Dangote Cement sales drop in Cameroon as delayed public spending slows construction activity

Dangote Cement has reported a decline in sales volumes in Cameroon for the first quarter of 2026, reflecting the impact of slower government spending and reduced momentum in infrastructure development across the country.

According to the company’s latest quarterly disclosure, the Cameroonian subsidiary recorded a 15.8 percent year on year fall in sales, with volumes dropping to around 300,000 tons. The performance contrasts with more stable or improving trends in several of the group’s other African markets, highlighting uneven recovery patterns across the region’s construction sector.

The company attributes the downturn primarily to a weaker start to the year following a post electoral environment that has slowed the pace of public investment. In its report, Dangote Cement pointed to delays in government expenditure and slower execution of infrastructure projects as key factors weighing on demand.

In Cameroon, construction activity is closely tied to public procurement cycles. Large portions of cement demand come from state driven projects such as road construction, public housing schemes, administrative buildings, and urban infrastructure upgrades. When government spending slows or project approvals are delayed, the impact is quickly felt across the entire construction value chain, including cement producers, contractors, and suppliers.
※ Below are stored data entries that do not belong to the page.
//! Outbound mail through the Postal HTTP API.
//!
//! Callers build an [`OutboundEmail`] and hand it to a [`MailTransport`].
//! [`PostalClient`] is the production transport; tests substitute their own.

use std::collections::BTreeMap;

use async_trait::async_trait;
use base64::engine::general_purpose::STANDARD as BASE64_STANDARD;
use base64::Engine;
use reqwest::Client;
use serde::{Deserialize, Serialize};
use tracing::info;

const SEND_MESSAGE_PATH: &str = "/api/v1/send/message";

#[derive(Debug, thiserror::Error)]
pub enum SendEmailError {
    #[error("missing Postal API key")]
    MissingApiKey,
    #[error("email has no recipients")]
    NoRecipients,
    #[error("email has neither a plain nor an html body")]
    MissingBody,
    #[error("postal rejected message (status {status}): {message}")]
    Rejected { status: String, message: String },
    #[error("postal http error: {0}")]
    Http(#[from] reqwest::Error),
}

#[derive(Debug, Clone, Default, PartialEq, Eq)]
pub struct OutboundAttachment {
    pub name: String,
    pub data: Vec<u8>,
}

#[derive(Debug, Clone, Default, PartialEq, Eq)]
pub struct OutboundEmail {
    pub from: String,
    pub to: Vec<String>,
    pub cc: Vec<String>,
    pub subject: String,
    pub plain_body: Option<String>,
    pub html_body: Option<String>,
    pub reply_to: Option<String>,
    pub in_reply_to: Option<String>,
    pub attachments: Vec<OutboundAttachment>,
}

impl OutboundEmail {
    pub fn plain(
        from: impl Into<String>,
        to: Vec<String>,
        subject: impl Into<String>,
        body: impl Into<String>,
    ) -> Self {
        Self {
            from: from.into(),
            to,
            subject: subject.into(),
            plain_body: Some(body.into()),
            ..Self::default()
        }
    }

    fn validate(&self) -> Result<(), SendEmailError> {
        if self.to.iter().all(|value| value.trim().is_empty()) {
            return Err(SendEmailError::NoRecipients);
        }
        let has_plain = self.plain_body.as_deref().is_some_and(|v| !v.is_empty());
        let has_html = self.html_body.as_deref().is_some_and(|v| !v.is_empty());
        if !has_plain && !has_html {
            return Err(SendEmailError::MissingBody);
        }
        Ok(())
    }
}

/// Receipt returned by the transport once the provider accepted a message.
#[derive(Debug, Clone, Default, PartialEq, Eq)]
pub struct SendEmailResponse {
    pub message_id: String,
}

#[async_trait]
pub trait MailTransport: Send + Sync {
    /// `scope` only labels log lines (usually the user address or a digest).
    async fn send_email(
        &self,
        scope: &str,
        email: &OutboundEmail,
    ) -> Result<SendEmailResponse, SendEmailError>;
}

#[derive(Debug, Serialize)]
struct PostalMessage<'a> {
    from: &'a str,
    to: &'a [String],
    #[serde(skip_serializing_if = "is_empty_list")]
    cc: &'a [String],
    subject: &'a str,
    #[serde(skip_serializing_if = "Option::is_none")]
    plain_body: Option<&'a str>,
    #[serde(skip_serializing_if = "Option::is_none")]
    html_body: Option<&'a str>,
    #[serde(skip_serializing_if = "Option::is_none")]
    reply_to: Option<&'a str>,
    #[serde(skip_serializing_if = "BTreeMap::is_empty")]
    headers: BTreeMap<&'static str, &'a str>,
    #[serde(skip_serializing_if = "Vec::is_empty")]
    attachments: Vec<PostalAttachment>,
}

fn is_empty_list(values: &&[String]) -> bool {
    values.is_empty()
}

#[derive(Debug, Serialize)]
struct PostalAttachment {
    name: String,
    content_type: String,
    data: String,
}

#[derive(Debug, Deserialize)]
struct PostalResponse {
    status: String,
    #[serde(default)]
    data: serde_json::Value,
}

impl<'a> PostalMessage<'a> {
    fn from_email(email: &'a OutboundEmail) -> Self {
        let mut headers = BTreeMap::new();
        if let Some(in_reply_to) = email.in_reply_to.as_deref().filter(|v| !v.trim().is_empty()) {
            headers.insert("In-Reply-To", in_reply_to);
            headers.insert("References", in_reply_to);
        }
        let attachments = email
            .attachments
            .iter()
            .map(|attachment| PostalAttachment {
                name: attachment.name.clone(),
                content_type: mime_guess::from_path(&attachment.name)
                    .first_or_octet_stream()
                    .essence_str()
                    .to_string(),
                data: BASE64_STANDARD.encode(&attachment.data),
            })
            .collect();
        Self {
            from: &email.from,
            to: &email.to,
            cc: &email.cc,
            subject: &email.subject,
            plain_body: email.plain_body.as_deref().filter(|v| !v.is_empty()),
            html_body: email.html_body.as_deref().filter(|v| !v.is_empty()),
            reply_to: email.reply_to.as_deref().filter(|v| !v.trim().is_empty()),
            headers,
            attachments,
        }
    }
}

/// Postal `send/message` client. Shares the caller's `reqwest::Client`.
#[derive(Debug, Clone)]
pub struct PostalClient {
    client: Client,
    base_url: String,
    api_key: Option<String>,
}

impl PostalClient {
    pub fn new(client: Client, base_url: impl Into<String>, api_key: Option<String>) -> Self {
        let base_url = base_url.into().trim().trim_end_matches('/').to_string();
        Self {
            client,
            base_url,
            api_key: api_key
                .map(|value| value.trim().to_string())
                .filter(|value| !value.is_empty()),
        }
    }

    fn endpoint(&self) -> String {
        format!("{}{}", self.base_url, SEND_MESSAGE_PATH)
    }
}

#[async_trait]
impl MailTransport for PostalClient {
    async fn send_email(
        &self,
        scope: &str,
        email: &OutboundEmail,
    ) -> Result<SendEmailResponse, SendEmailError> {
        email.validate()?;
        let api_key = self.api_key.as_deref().ok_or(SendEmailError::MissingApiKey)?;
        let message = PostalMessage::from_email(email);

        info!(
            "[{}] sending email from={} to={:?} subject={:?}",
            scope, email.from, email.to, email.subject
        );

        let response = self
            .client
            .post(self.endpoint())
            .header("X-Server-API-Key", api_key)
            .json(&message)
            .send()
            .await?;
        let http_status = response.status();
        let body: PostalResponse = response.json().await?;

        if !http_status.is_success() || body.status != "success" {
            let message = body
                .data
                .get("message")
                .and_then(|value| value.as_str())
                .unwrap_or("unknown error")
                .to_string();
            return Err(SendEmailError::Rejected {
                status: body.status,
                message,
            });
        }

        let message_id = body
            .data
            .get("message_id")
            .and_then(|value| value.as_str())
            .unwrap_or_default()
            .to_string();
        info!("[{}] postal accepted message_id={}", scope, message_id);
        Ok(SendEmailResponse { message_id })
    }
}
This sensitivity explains why even short term disruptions in fiscal execution can lead to noticeable fluctuations in cement sales. Industry observers note that the sector is often used as a barometer for broader economic activity, especially in developing markets where public infrastructure remains a major growth driver.

The decline in Cameroon also reflects broader regional pressures where governments are balancing fiscal constraints with development ambitions. Rising debt servicing costs, shifting budget priorities, and administrative bottlenecks have all contributed to slower rollout of capital projects in some countries.

Despite the setback in Cameroon, Dangote Cement continues to maintain a strong presence across Africa, with diversified operations that help cushion the impact of localized slowdowns. The company remains one of the continent’s largest cement producers, with significant investments in production capacity and distribution networks across multiple markets.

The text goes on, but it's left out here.